Saved entries
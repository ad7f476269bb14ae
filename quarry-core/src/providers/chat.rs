//! Chat transport used by the search-augmented backends.
//!
//! A [`ChatModel`] reduces one provider-specific completion call to a single
//! text string. MiniMax and local endpoints both speak the OpenAI chat
//! completions dialect, so the body builder and reply parser live here.

use async_trait::async_trait;
use reqwest::Client;
use serde_json::{Value, json};
use std::time::Duration;

use crate::config::ProviderConfig;
use crate::error::BackendError;

/// A single-turn completion request.
#[derive(Debug, Clone, PartialEq)]
pub struct ChatRequest {
    pub system: Option<String>,
    pub prompt: String,
    pub temperature: f32,
}

impl ChatRequest {
    pub fn new(prompt: impl Into<String>, temperature: f32) -> Self {
        Self {
            system: None,
            prompt: prompt.into(),
            temperature,
        }
    }

    pub fn with_system(mut self, system: impl Into<String>) -> Self {
        self.system = Some(system.into());
        self
    }
}

/// Text completion over some HTTP API.
///
/// Implementations read endpoint, model and credentials from `config` on every
/// call rather than capturing them at construction.
#[async_trait]
pub trait ChatModel: Send + Sync {
    /// Display name of the backend this model powers.
    fn name(&self) -> &str;

    /// Perform one completion and return its text.
    async fn chat(
        &self,
        config: &ProviderConfig,
        request: ChatRequest,
    ) -> Result<String, BackendError>;
}

/// Build an HTTP client with the standard provider timeouts.
pub(crate) fn http_client(provider: &str) -> Result<Client, BackendError> {
    Client::builder()
        .timeout(Duration::from_secs(120))
        .connect_timeout(Duration::from_secs(10))
        .build()
        .map_err(|e| BackendError::Request {
            provider: provider.to_string(),
            message: format!("Failed to build HTTP client: {}", e),
        })
}

/// OpenAI-style `{model, messages, temperature}` body.
pub(crate) fn openai_chat_body(model: &str, request: &ChatRequest) -> Value {
    let mut messages = Vec::with_capacity(2);
    if let Some(system) = &request.system {
        messages.push(json!({"role": "system", "content": system}));
    }
    messages.push(json!({"role": "user", "content": request.prompt}));
    json!({
        "model": model,
        "messages": messages,
        "temperature": request.temperature,
    })
}

/// Pull `choices[0].message.content` out of an OpenAI-style reply.
pub(crate) fn parse_openai_reply(provider: &str, body: &Value) -> Result<String, BackendError> {
    body["choices"]
        .get(0)
        .and_then(|choice| choice["message"]["content"].as_str())
        .map(str::to_string)
        .ok_or_else(|| BackendError::ResponseParse {
            provider: provider.to_string(),
            message: "Missing 'choices[0].message.content' in response".to_string(),
        })
}

/// Send a JSON POST and return the parsed reply, surfacing non-2xx bodies verbatim.
pub(crate) async fn post_json(
    provider: &str,
    request: reqwest::RequestBuilder,
    body: &Value,
) -> Result<Value, BackendError> {
    let response = request
        .header("content-type", "application/json")
        .json(body)
        .send()
        .await
        .map_err(|e| BackendError::Request {
            provider: provider.to_string(),
            message: e.to_string(),
        })?;

    let status = response.status();
    let body_text = response
        .text()
        .await
        .map_err(|e| BackendError::ResponseParse {
            provider: provider.to_string(),
            message: format!("Failed to read response body: {}", e),
        })?;

    if !status.is_success() {
        return Err(BackendError::Http {
            provider: provider.to_string(),
            status: status.as_u16(),
            body: body_text,
        });
    }

    serde_json::from_str(&body_text).map_err(|e| BackendError::ResponseParse {
        provider: provider.to_string(),
        message: format!("Invalid JSON in response: {}", e),
    })
}
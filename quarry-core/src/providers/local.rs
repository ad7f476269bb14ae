//! Local OpenAI-compatible chat transport.
//!
//! Works with Ollama, LM Studio, vLLM, llama.cpp server and any endpoint that
//! follows the OpenAI chat completions format.

use async_trait::async_trait;
use reqwest::Client;
use tracing::debug;

use super::chat::{
    ChatModel, ChatRequest, http_client, openai_chat_body, parse_openai_reply, post_json,
};
use crate::config::{ProviderConfig, ProviderKind};
use crate::error::BackendError;

/// The default local endpoint (Ollama's OpenAI-compatible API).
pub const DEFAULT_BASE_URL: &str = "http://localhost:11434/v1";

/// The default local model.
pub const DEFAULT_MODEL: &str = "llama3.1";

const PROVIDER_NAME: &str = "Local";

/// Local chat model.
pub struct LocalChat {
    client: Client,
}

impl LocalChat {
    pub fn new() -> Result<Self, BackendError> {
        Ok(Self {
            client: http_client(PROVIDER_NAME)?,
        })
    }

    fn completions_url(base_url: &str) -> String {
        format!("{}/chat/completions", base_url.trim_end_matches('/'))
    }
}

#[async_trait]
impl ChatModel for LocalChat {
    fn name(&self) -> &str {
        PROVIDER_NAME
    }

    async fn chat(
        &self,
        config: &ProviderConfig,
        request: ChatRequest,
    ) -> Result<String, BackendError> {
        // Overrides only apply when the configuration targets this backend.
        let own = config.provider() == ProviderKind::Local;
        let base_url = config.base_url().filter(|_| own).unwrap_or(DEFAULT_BASE_URL);
        let model = config.model().filter(|_| own).unwrap_or(DEFAULT_MODEL);
        let url = Self::completions_url(base_url);
        let body = openai_chat_body(model, &request);

        debug!(model, url = url.as_str(), "Sending local completion request");

        let mut builder = self.client.post(&url);
        if let Some(key) = config.api_key().filter(|_| own) {
            builder = builder.header("Authorization", format!("Bearer {}", key));
        }

        let reply = post_json(PROVIDER_NAME, builder, &body).await?;
        parse_openai_reply(PROVIDER_NAME, &reply)
    }
}
//! MiniMax chat completion transport.
//!
//! Key differences from plain OpenAI-compatible APIs:
//! - The account group id travels as a `?GroupId=` query parameter
//! - Application-level failures can arrive with HTTP 200 and a non-zero
//!   `base_resp.status_code`

use async_trait::async_trait;
use reqwest::Client;
use serde_json::Value;
use tracing::debug;

use super::chat::{
    ChatModel, ChatRequest, http_client, openai_chat_body, parse_openai_reply, post_json,
};
use crate::config::{ProviderConfig, ProviderKind};
use crate::error::BackendError;

/// The default MiniMax API base URL.
pub const DEFAULT_BASE_URL: &str = "https://api.minimax.chat/v1";

/// The default MiniMax model.
pub const DEFAULT_MODEL: &str = "abab6.5s-chat";

const PROVIDER_NAME: &str = "MiniMax";

/// MiniMax chat model.
pub struct MiniMaxChat {
    client: Client,
}

impl MiniMaxChat {
    pub fn new() -> Result<Self, BackendError> {
        Ok(Self {
            client: http_client(PROVIDER_NAME)?,
        })
    }

    /// Endpoint, model, key and group id for this call.
    fn resolve(config: &ProviderConfig) -> Result<(String, String, String, String), BackendError> {
        let own = config.provider() == ProviderKind::MiniMax;
        let api_key = config
            .api_key()
            .filter(|_| own)
            .ok_or_else(|| BackendError::MissingCredential {
                provider: PROVIDER_NAME.to_string(),
                field: "provider.api_key".to_string(),
            })?;
        let group_id = config
            .group_id()
            .filter(|_| own)
            .ok_or_else(|| BackendError::MissingCredential {
                provider: PROVIDER_NAME.to_string(),
                field: "provider.group_id".to_string(),
            })?;
        let base_url = config.base_url().unwrap_or(DEFAULT_BASE_URL);
        let model = config.model().unwrap_or(DEFAULT_MODEL);
        Ok((
            Self::endpoint_url(base_url, group_id),
            model.to_string(),
            api_key.to_string(),
            group_id.to_string(),
        ))
    }

    fn endpoint_url(base_url: &str, group_id: &str) -> String {
        format!(
            "{}/text/chatcompletion_v2?GroupId={}",
            base_url.trim_end_matches('/'),
            group_id
        )
    }

    /// Reject replies whose `base_resp` reports an application error.
    fn check_base_resp(body: &Value) -> Result<(), BackendError> {
        let code = body["base_resp"]["status_code"].as_i64().unwrap_or(0);
        if code == 0 {
            return Ok(());
        }
        let message = body["base_resp"]["status_msg"]
            .as_str()
            .unwrap_or("unknown error")
            .to_string();
        Err(BackendError::Request {
            provider: PROVIDER_NAME.to_string(),
            message: format!("status_code {}: {}", code, message),
        })
    }
}

#[async_trait]
impl ChatModel for MiniMaxChat {
    fn name(&self) -> &str {
        PROVIDER_NAME
    }

    async fn chat(
        &self,
        config: &ProviderConfig,
        request: ChatRequest,
    ) -> Result<String, BackendError> {
        let (url, model, api_key, group_id) = Self::resolve(config)?;
        let body = openai_chat_body(&model, &request);

        debug!(
            model = model.as_str(),
            group_id = group_id.as_str(),
            "Sending MiniMax completion request"
        );

        let reply = post_json(
            PROVIDER_NAME,
            self.client
                .post(&url)
                .header("Authorization", format!("Bearer {}", api_key)),
            &body,
        )
        .await?;

        Self::check_base_resp(&reply)?;
        parse_openai_reply(PROVIDER_NAME, &reply)
    }
}
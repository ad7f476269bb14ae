//! Quarry CLI: terminal interface for the Quarry research pipeline.
//!
//! Runs one research query per invocation, printing step progress as it
//! happens and the final report at the end.

mod commands;
mod render;

use clap::Parser;
use quarry_core::ProviderKind;
use std::path::PathBuf;
use tracing_subscriber::layer::SubscriberExt;
use tracing_subscriber::util::SubscriberInitExt;
use tracing_subscriber::{EnvFilter, Layer};

/// Quarry: provider-agnostic web research from your terminal
#[derive(Parser, Debug)]
#[command(name = "quarry", version, about, long_about = None)]
pub struct Cli {
    /// Workspace directory (holds `.quarry/config.toml`)
    #[arg(short, long, default_value = ".")]
    workspace: PathBuf,

    /// Increase verbosity (-v, -vv)
    #[arg(short, long, action = clap::ArgAction::Count)]
    verbose: u8,

    /// Suppress non-essential output
    #[arg(short, long)]
    quiet: bool,

    /// Subcommand
    #[command(subcommand)]
    command: Commands,
}

#[derive(clap::Subcommand, Debug)]
pub enum Commands {
    /// Research a question: plan, search each sub-question, synthesize a report
    Research {
        /// The research question
        query: String,

        /// Reasoning backend: gemini, minimax or local
        #[arg(short, long)]
        provider: Option<ProviderKind>,

        /// Model override for the selected backend
        #[arg(short, long)]
        model: Option<String>,
    },
    /// Check that the configured backend is reachable and authenticated
    Validate,
    /// Manage configuration
    Config {
        #[command(subcommand)]
        action: ConfigAction,
    },
}

#[derive(clap::Subcommand, Debug)]
pub enum ConfigAction {
    /// Create a default workspace configuration file
    Init,
    /// Show the effective configuration with credentials masked
    Show,
}

#[tokio::main]
async fn main() -> anyhow::Result<()> {
    // Load .env file if present
    let _ = dotenvy::dotenv();

    let cli = Cli::parse();

    // Set up tracing: human-readable stderr + JSON file logging
    let filter = match cli.verbose {
        0 if cli.quiet => "error",
        0 => "info",
        1 => "debug",
        _ => "trace",
    };

    let stderr_layer = tracing_subscriber::fmt::layer()
        .with_target(false)
        .with_writer(std::io::stderr)
        .with_filter(EnvFilter::new(filter));

    let log_dir = directories::ProjectDirs::from("dev", "quarry", "quarry")
        .map(|d| d.data_dir().join("logs"))
        .unwrap_or_else(|| PathBuf::from("."));
    let _ = std::fs::create_dir_all(&log_dir);
    let file_appender = tracing_appender::rolling::daily(&log_dir, "quarry.log");
    let (non_blocking, _guard) = tracing_appender::non_blocking(file_appender);
    let json_layer = tracing_subscriber::fmt::layer()
        .json()
        .with_writer(non_blocking)
        .with_filter(EnvFilter::new("debug"));

    tracing_subscriber::registry()
        .with(stderr_layer)
        .with(json_layer)
        .init();

    let workspace = cli
        .workspace
        .canonicalize()
        .unwrap_or_else(|_| std::env::current_dir().unwrap_or_else(|_| PathBuf::from(".")));

    commands::handle_command(cli.command, &workspace, cli.quiet).await
}

#[cfg(test)]
mod tests {
    use super::*;

    #[test]
    fn test_parse_research_with_overrides() {
        let cli = Cli::try_parse_from([
            "quarry",
            "-vv",
            "research",
            "impact of AI on education",
            "--provider",
            "minimax",
            "--model",
            "abab6.5s-chat",
        ])
        .unwrap();
        assert_eq!(cli.verbose, 2);
        match cli.command {
            Commands::Research {
                query,
                provider,
                model,
            } => {
                assert_eq!(query, "impact of AI on education");
                assert_eq!(provider, Some(ProviderKind::MiniMax));
                assert_eq!(model.as_deref(), Some("abab6.5s-chat"));
            }
            other => panic!("Expected Research, got {:?}", other),
        }
    }

    #[test]
    fn test_unknown_provider_is_rejected() {
        assert!(Cli::try_parse_from(["quarry", "research", "q", "--provider", "bard"]).is_err());
    }

    #[test]
    fn test_config_show() {
        let cli = Cli::try_parse_from(["quarry", "-w", "/tmp", "config", "show"]).unwrap();
        assert!(matches!(
            cli.command,
            Commands::Config {
                action: ConfigAction::Show
            }
        ));
        assert_eq!(cli.workspace, PathBuf::from("/tmp"));
    }
}
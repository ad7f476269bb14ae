//! CLI subcommand handlers.

use anyhow::Context;
use quarry_core::config::{QuarryConfig, load_config};
use quarry_core::{
    ConfigValidator, ProviderConfig, ProviderKind, ResearchOrchestrator, SharedConfig,
    TavilySearch, select_backend,
};
use std::path::Path;
use std::sync::Arc;
use tracing::info;

use crate::render::{TerminalObserver, render_report};
use crate::{Commands, ConfigAction};

/// Handle a CLI subcommand.
pub async fn handle_command(
    command: Commands,
    workspace: &Path,
    quiet: bool,
) -> anyhow::Result<()> {
    match command {
        Commands::Research {
            query,
            provider,
            model,
        } => handle_research(&query, provider, model, workspace, quiet).await,
        Commands::Validate => handle_validate(workspace).await,
        Commands::Config { action } => handle_config(action, workspace),
    }
}

fn load(workspace: &Path) -> anyhow::Result<QuarryConfig> {
    load_config(Some(workspace))
        .map_err(|e| anyhow::anyhow!("Configuration error: {}", e))
}

/// Apply command-line overrides. Any override invalidates the configuration.
fn apply_overrides(
    config: &mut ProviderConfig,
    provider: Option<ProviderKind>,
    model: Option<String>,
) {
    if let Some(provider) = provider {
        config.set_provider(provider);
    }
    if let Some(model) = model {
        config.set_model(Some(model));
    }
}

fn evidence_source(config: &QuarryConfig) -> anyhow::Result<Arc<TavilySearch>> {
    let search =
        TavilySearch::from_config(&config.search).context("Failed to create search client")?;
    Ok(Arc::new(search))
}

async fn handle_research(
    query: &str,
    provider: Option<ProviderKind>,
    model: Option<String>,
    workspace: &Path,
    quiet: bool,
) -> anyhow::Result<()> {
    let mut config = load(workspace)?;
    apply_overrides(&mut config.provider, provider, model);
    info!(
        workspace = %workspace.display(),
        provider = %config.provider.provider(),
        "Loaded configuration"
    );

    let search = evidence_source(&config)?;
    let validator = ConfigValidator::new(search.clone())
        .with_search_api_key_env(config.search.api_key_env.clone());
    validator
        .check(&mut config.provider)
        .await
        .context("Configuration is not valid; run `quarry validate` for details")?;

    let selection = select_backend(&config.provider, search)?;
    let observer = Arc::new(TerminalObserver::new(quiet));
    let orchestrator =
        ResearchOrchestrator::new(SharedConfig::new(config.provider), observer);

    let result = orchestrator
        .run(query, &selection)
        .await
        .context("Research failed")?;

    println!();
    print!("{}", render_report(&result));
    Ok(())
}

async fn handle_validate(workspace: &Path) -> anyhow::Result<()> {
    let mut config = load(workspace)?;
    let search = evidence_source(&config)?;
    let validator =
        ConfigValidator::new(search).with_search_api_key_env(config.search.api_key_env.clone());

    match validator.check(&mut config.provider).await {
        Ok(()) => {
            println!(
                "Configuration is valid (provider: {}).",
                config.provider.provider()
            );
            Ok(())
        }
        Err(e) => {
            println!(
                "Configuration is not valid (provider: {}).",
                config.provider.provider()
            );
            Err(e.into())
        }
    }
}

fn handle_config(action: ConfigAction, workspace: &Path) -> anyhow::Result<()> {
    match action {
        ConfigAction::Init => {
            let config_dir = workspace.join(".quarry");
            std::fs::create_dir_all(&config_dir)?;

            let config_path = config_dir.join("config.toml");
            if config_path.exists() {
                println!(
                    "Configuration file already exists at: {}",
                    config_path.display()
                );
                return Ok(());
            }

            let toml_str = toml::to_string_pretty(&QuarryConfig::default())?;
            std::fs::write(&config_path, &toml_str)?;
            println!(
                "Created default configuration at: {}",
                config_path.display()
            );
            Ok(())
        }
        ConfigAction::Show => {
            let mut config = load(workspace)?;
            config.provider = config.provider.masked();
            println!("{}", toml::to_string_pretty(&config)?);
            Ok(())
        }
    }
}
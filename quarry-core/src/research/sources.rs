//! Cross-step source aggregation.
//!
//! Sources are appended in the order steps complete. Deduplication keys on the
//! URI: the entry that arrived last supplies the title, while the URI keeps the
//! position where it was first seen.

use std::collections::HashMap;

use crate::types::Source;

/// Running list of every source seen during a run.
#[derive(Debug, Clone, Default)]
pub struct SourceAggregate {
    sources: Vec<Source>,
}

impl SourceAggregate {
    pub fn new() -> Self {
        Self::default()
    }

    /// Append the sources of one completed step.
    pub fn extend<I>(&mut self, sources: I)
    where
        I: IntoIterator<Item = Source>,
    {
        self.sources.extend(sources);
    }

    /// Every source in arrival order, duplicates included.
    pub fn all(&self) -> &[Source] {
        &self.sources
    }

    pub fn len(&self) -> usize {
        self.sources.len()
    }

    pub fn is_empty(&self) -> bool {
        self.sources.is_empty()
    }

    pub fn clear(&mut self) {
        self.sources.clear();
    }

    pub fn deduplicated(&self) -> Vec<Source> {
        dedupe_sources(&self.sources)
    }
}

/// Deduplicate by URI; the last occurrence of each URI wins.
pub fn dedupe_sources(sources: &[Source]) -> Vec<Source> {
    let mut position: HashMap<&str, usize> = HashMap::new();
    let mut unique: Vec<Source> = Vec::new();

    for source in sources {
        match position.get(source.uri.as_str()) {
            Some(&index) => unique[index] = source.clone(),
            None => {
                position.insert(source.uri.as_str(), unique.len());
                unique.push(source.clone());
            }
        }
    }

    unique
}

#[cfg(test)]
mod tests {
    use super::*;
    use pretty_assertions::assert_eq;

    #[test]
    fn test_last_occurrence_wins() {
        let sources = vec![
            Source::new("https://a.example", "First title"),
            Source::new("https://b.example", "B"),
            Source::new("https://a.example", "Later title"),
        ];
        assert_eq!(
            dedupe_sources(&sources),
            vec![
                Source::new("https://a.example", "Later title"),
                Source::new("https://b.example", "B"),
            ]
        );
    }

    #[test]
    fn test_distinct_sources_keep_order() {
        let sources = vec![
            Source::new("https://c.example", "C"),
            Source::new("https://a.example", "A"),
        ];
        assert_eq!(dedupe_sources(&sources), sources);
    }

    #[test]
    fn test_empty() {
        assert!(dedupe_sources(&[]).is_empty());
    }

    #[test]
    fn test_aggregate_across_steps() {
        let mut aggregate = SourceAggregate::new();
        aggregate.extend(vec![Source::new("u1", "one"), Source::new("u2", "two")]);
        aggregate.extend(vec![Source::new("u1", "one (updated)")]);

        assert_eq!(aggregate.len(), 3);
        let unique = aggregate.deduplicated();
        assert_eq!(unique.len(), 2);
        assert_eq!(unique[0].title, "one (updated)");

        aggregate.clear();
        assert!(aggregate.is_empty());
    }
}
#[tokio::test]
async fn test_disabled_comment_pack_skips_networker() {
    let mut h = Harness::new(ScriptedText::with_verdicts(&[APPROVED]));
    h.settings.comment_pack = false;

    let outcome = h.run().await;
    assert!(outcome.is_published());
    assert!(!outcome.report().unwrap().comment_pack_saved);
    assert!(h.text.prompts(Role::Networker).is_empty());
    assert!(h.store.load().unwrap().latest_comment_pack.is_none());
}

#[tokio::test]
async fn test_cancelled_before_start_writes_nothing() {
    let h = Harness::new(ScriptedText::with_verdicts(&[APPROVED]));
    let cancel = CancellationToken::new();
    cancel.cancel();

    let outcome = h.orchestrator().run(&cancel).await.unwrap();

    match outcome {
        RunOutcome::Cancelled { stage, .. } => assert_eq!(stage, Stage::Research),
        other => panic!("expected cancellation, got {:?}", other),
    }
    assert!(!h.store.path().exists());
}

#[tokio::test]
async fn test_cancelled_during_critique_never_publishes() {
    let cancel = CancellationToken::new();
    let text = ScriptedText {
        cancel_on_critic: Some(cancel.clone()),
        ..ScriptedText::with_verdicts(&[APPROVED])
    };
    let h = Harness::new(text);

    let outcome = h.orchestrator().run(&cancel).await.unwrap();

    assert!(matches!(outcome, RunOutcome::Cancelled { .. }));
    assert!(h.target.requests.lock().unwrap().is_empty());
    assert!(!h.store.path().exists());
}

#[tokio::test]
async fn test_commit_waits_for_foreign_writer_without_stalling_runtime() {
    let mut h = Harness::new(ScriptedText::with_verdicts(&[APPROVED]));
    let path = h.store.path().to_path_buf();
    h.store = Arc::new(
        MemoryStore::open(path.clone())
            .unwrap()
            .with_lock_wait(Duration::from_secs(5)),
    );

    let lock_path = WriterLock::path_for(&path);
    std::fs::write(&lock_path, "4242 other-writer").unwrap();

    // Released by a task on this same single-threaded runtime
    let release = tokio::spawn({
        let lock_path = lock_path.clone();
        async move {
            tokio::time::sleep(Duration::from_millis(50)).await;
            std::fs::remove_file(&lock_path).unwrap();
        }
    });

    let outcome = h.run().await;
    release.await.unwrap();

    assert!(outcome.is_published());
    assert_eq!(h.store.load().unwrap().posts.len(), 1);
    assert!(!lock_path.exists());
}

#[tokio::test]
async fn test_weighted_persona_pick_is_seeded() {
    let mut h = Harness::new(ScriptedText::with_verdicts(&[APPROVED, APPROVED]));
    h.settings.persona = None;

    let first = h.run().await.report().unwrap().record.vibe;
    let second = h.run().await.report().unwrap().record.vibe;

    assert!(first.is_some());
    // Same seed and same (empty) stats: same pick
    assert_eq!(first, second);
}
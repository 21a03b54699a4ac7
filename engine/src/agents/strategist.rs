use super::{labelled, persona, ParseError};
use crate::llm::Prompt;
use sdk::types::{ResearchBrief, StrategyBrief, Vibe};

pub fn prompt(vibe: Vibe, brief: &ResearchBrief, topic: &str, insight: Option<&str>) -> Prompt {
    let mut system = format!(
        "You are a LinkedIn growth strategist.\n\
         Current persona: {}\nTone: {}\n{}\n\n\
         Reply with exactly these four lines and nothing else:\n\
         Hook: <one punchy opening sentence>\n\
         Angle: <the core argument>\n\
         Audience: <who this is for>\n\
         CTA: <the closing question or call to action>",
        vibe,
        vibe.tone(),
        persona::strategist_brief(vibe),
    );

    if let Some(insight) = insight {
        system.push_str("\n\nData feedback: ");
        system.push_str(insight);
    }

    let input = format!(
        "Selected topic: {}\n\nResearch brief:\n{}",
        topic,
        brief.render()
    );

    Prompt::new(system, input)
}

/// Parse the strategist reply. Hook and angle are required.
pub fn parse(vibe: Vibe, reply: &str) -> Result<StrategyBrief, ParseError> {
    if reply.trim().is_empty() {
        return Err(ParseError::Empty);
    }

    let mut hook = None;
    let mut angle = None;
    let mut audience = None;
    let mut cta = None;

    for line in reply.lines() {
        let Some((label, value)) = labelled(line) else {
            continue;
        };
        if value.is_empty() {
            continue;
        }
        let slot = match label.as_str() {
            "hook" => &mut hook,
            "angle" => &mut angle,
            "audience" | "target audience" => &mut audience,
            "cta" | "call to action" | "call-to-action" => &mut cta,
            _ => continue,
        };
        slot.get_or_insert(value);
    }

    Ok(StrategyBrief {
        vibe,
        hook: hook.ok_or(ParseError::MissingField("hook"))?,
        angle: angle.ok_or(ParseError::MissingField("angle"))?,
        audience: audience.unwrap_or_default(),
        call_to_action: cta.unwrap_or_default(),
    })
}
//! CLI interface for Quill
//!
//! Defines every command and global flag using clap's derive API.

use clap::{Parser, Subcommand};
use sdk::types::Vibe;
use std::path::PathBuf;

/// Quill editorial pipeline
///
/// Researches a trend, writes and critiques a LinkedIn post in one of several
/// editorial personas, publishes it, and learns from how past posts performed.
#[derive(Parser, Debug)]
#[command(name = "quill")]
#[command(version, about, long_about = None)]
pub struct Cli {
    /// Output in JSON format
    #[arg(long, global = true)]
    pub json: bool,

    /// Set log level (error, warn, info, debug, trace)
    #[arg(long, global = true, value_name = "LEVEL")]
    pub log: Option<String>,

    /// Specify alternate configuration file
    #[arg(long, global = true, value_name = "PATH")]
    pub config: Option<PathBuf>,

    #[command(subcommand)]
    pub command: Command,
}

/// Available commands
#[derive(Subcommand, Debug)]
pub enum Command {
    /// Execute one pipeline run
    Run {
        /// Topic to research instead of a random pick
        #[arg(short, long)]
        topic: Option<String>,

        /// Force a persona (contrarian, visionary, educator, analyst, narrator, oracle, satirist)
        #[arg(short, long, value_parser = parse_vibe)]
        persona: Option<Vibe>,

        /// Attempts per upstream call
        #[arg(long, value_name = "N")]
        max_retries: Option<u32>,

        /// Publish without generating an image
        #[arg(long)]
        no_image: bool,
    },

    /// Show persona performance and recent runs
    Stats,

    /// Show published posts with their latest performance
    History {
        /// Number of posts to show (default: 10)
        #[arg(short, long, default_value = "10")]
        limit: usize,
    },

    /// List learned critic rules
    Rules,

    /// Show the latest comment pack
    Comments,

    /// Record manually observed engagement for a post
    Record {
        /// Post urn as returned at publish time
        urn: String,

        /// Impressions; left unknown when omitted
        #[arg(long)]
        views: Option<u64>,

        #[arg(long, default_value = "0")]
        likes: u64,

        #[arg(long, default_value = "0")]
        comments: u64,
    },

    /// Fetch engagement for all published posts
    Refresh,
}

fn parse_vibe(s: &str) -> Result<Vibe, String> {
    s.parse()
}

• [WHAT IS BEING ASKED]: For this exercise, please output exactly the lines above starting at the line with "in JSON format" and ending at the line with "show (default: 10)", ends included.

• [WRITTEN RESPONSE]:
    /// Output in JSON format
    #[arg(long, global = true)]
    pub json: bool,

    /// Set log level (error, warn, info, debug, trace)
    #[arg(long, global = true, value_name = "LEVEL")]
    pub log: Option<String>,

    /// Specify alternate configuration file
    #[arg(long, global = true, value_name = "PATH")]
    pub config: Option<PathBuf>,

    #[command(subcommand)]
    pub command: Command,
}

/// Available commands
#[derive(Subcommand, Debug)]
pub enum Command {
    /// Execute one pipeline run
    Run {
        /// Topic to research instead of a random pick
        #[arg(short, long)]
        topic: Option<String>,

        /// Force a persona (contrarian, visionary, educator, analyst, narrator, oracle, satirist)
        #[arg(short, long, value_parser = parse_vibe)]
        persona: Option<Vibe>,

        /// Attempts per upstream call
        #[arg(long, value_name = "N")]
        max_retries: Option<u32>,

        /// Publish without generating an image
        #[arg(long)]
        no_image: bool,
    },

    /// Show persona performance and recent runs
    Stats,

    /// Show published posts with their latest performance
    History {
        /// Number of posts to show (default: 10)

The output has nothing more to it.